Choose a Mortgage Lender That Knows the TRID Requirements

George Lopez |

Happy family signing loan forms

Many Banks, Mortgage Brokers Are Having Trouble Meeting Deadlines

Change is often difficult in the financial services industry, but in the case of the mortgage lending business, where many housing laws have been in place since the 1970s, change can be particularly challenging. A perfect example is the Consumer Finance Protection Bureau’s (CFPB) new mortgage disclosure requirements, also known as TRID. Many lenders are having problems implementing the CFPB’s new TRID rules which results in widespread delays in loan closings. Needless to say, these closing delays are causing headaches among home buyers and realtors across the country. A word to the wise–home buyers need to choose an experienced mortgage lender who has invested the time and resources in complying with the CFPB’s new TRID requirements.

On October 3, 2015, the CFPB began requiring mortgage lenders to furnish a completely new set of disclosure documents to home buyers when they apply for, and close on, their mortgage. Designed to make the mortgage process as transparent as possible, the CFPB combined two well-known documents, the Good Faith Estimate and the Truth-in-Lending Disclosure, into one comprehensive document known as the Loan Estimate, which is presented to the customer at loan application. In addition, the CFPB expanded upon the HUD-1 Settlement Statement–the primary disclosure that consumers review at their loan closing—and created a new Closing Disclosure.

“What’s the Big Deal?”

You might be asking yourself, “So what’s the big deal, don’t mortgage lenders add new disclosures to their closing documents all the time?” Well, as the old saying goes, the devil is in the details and many banks and mortgage brokers are having a devil of a time generating accurate TRID disclosures. As a result, these lenders are delaying or postponing loan closings in order comply with the TRID requirements. For home buyers and realtors who have committed to a 30-day deadline to close, such delays can be a nightmare. According to a recent industry report by Ellie Mae, the average time to close a mortgage loan is now 44 days. Such a long period of time is not exactly music to the ears of the nation’s realtors who are accustomed to loan closings that take 30 days or less.

The Good News

The good news is that experienced mortgage lenders who have invested heavily in TRID compliance are meeting their customers’ deadlines. A prime example is James B. Nutter & Company, a national mortgage lender headquartered in Kansas City, Missouri who has yet to postpone a single loan closing due to a TRID issue. Nutter has spent millions on TRID compliance and implemented additional reviews of their TRID documents. As a result, the new TRID rules haven’t interfered with Nutter’s ability to close loans on time.

However, for inexperienced lenders, there are many reasons why the new TRID rules are causing them headaches.

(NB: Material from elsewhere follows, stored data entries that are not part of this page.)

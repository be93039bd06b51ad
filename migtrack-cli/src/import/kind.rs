//! Import type selector

use std::str::FromStr;

use clap::ValueEnum;
use serde::{Deserialize, Serialize};

/// Which record schema a workbook holds
#[derive(Debug, Clone, Copy, PartialEq, Eq, Hash, Serialize, Deserialize, ValueEnum)]
#[serde(rename_all = "kebab-case")]
pub enum ImportKind {
    /// Identity/group membership assignments
    IdentityGroup,
    /// Personnel records
    Personnel,
    /// Application packaging status
    Packaging,
    /// Application testing status
    Testing,
    /// Application migration plan
    Migration,
    /// Department to organizational cluster mapping
    Cluster,
}

impl ImportKind {
    pub const ALL: [ImportKind; 6] = [
        ImportKind::IdentityGroup,
        ImportKind::Personnel,
        ImportKind::Packaging,
        ImportKind::Testing,
        ImportKind::Migration,
        ImportKind::Cluster,
    ];

    /// Token used on the command line and as the storage discriminator
    pub fn as_str(self) -> &'static str {
        match self {
            ImportKind::IdentityGroup => "identity-group",
            ImportKind::Personnel => "personnel",
            ImportKind::Packaging => "packaging",
            ImportKind::Testing => "testing",
            ImportKind::Migration => "migration",
            ImportKind::Cluster => "cluster",
        }
    }

    /// Human-readable name for progress messages
    pub fn label(self) -> &'static str {
        match self {
            ImportKind::IdentityGroup => "identity-group memberships",
            ImportKind::Personnel => "personnel records",
            ImportKind::Packaging => "packaging statuses",
            ImportKind::Testing => "testing statuses",
            ImportKind::Migration => "migration plans",
            ImportKind::Cluster => "organizational clusters",
        }
    }
}

impl std::fmt::Display for ImportKind {
    fn fmt(&self, f: &mut std::fmt::Formatter<'_>) -> std::fmt::Result {
        write!(f, "{}", self.as_str())
    }
}

impl FromStr for ImportKind {
    type Err = String;

    fn from_str(s: &str) -> Result<Self, Self::Err> {
        let token = s.trim().to_lowercase().replace('_', "-");
        ImportKind::ALL
            .into_iter()
            .find(|kind| kind.as_str() == token)
            .ok_or_else(|| {
                format!(
                    "unknown import type '{}' (expected one of: {})",
                    s,
                    ImportKind::ALL.map(|k| k.as_str()).join(", ")
                )
            })
    }
}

To begin with, these lenders have to spend considerable money to retool their internal systems in order to comply with the new rules. The new TRID disclosures must also be extremely accurate. With only a few exceptions, the CFPB requires that the closing costs disclosed to the home buyer at application be the same as the closing costs they sign for at closing. If there’s a discrepancy in the closing costs, the lender is now required to pay the difference. This “standard of perfection” which lenders must now meet has resulted in lenders having to spend extra time double-checking their documents. If the lender should find an error in their numbers, they must issue new disclosures to the borrower. In either case, the lender’s processing time can increase significantly.

Lenders are also now required to provide a copy of the CFPB’s Closing Disclosure to the borrower three business days in advance of the closing and it must be accurate. Given the risks of a lender having to cover the cost of any errors they might make, you begin to understand why those lenders who haven’t invested in understanding or complying with TRID are having problems.

Bottom Line: Consider Carefully

So choose your mortgage lender carefully and ask them what their track record has been with respect to complying with TRID. You’ll probably receive a pained expression and perhaps a sarcastic laugh in return. However for experienced lenders like James B. Nutter & Company, it’s just business as usual.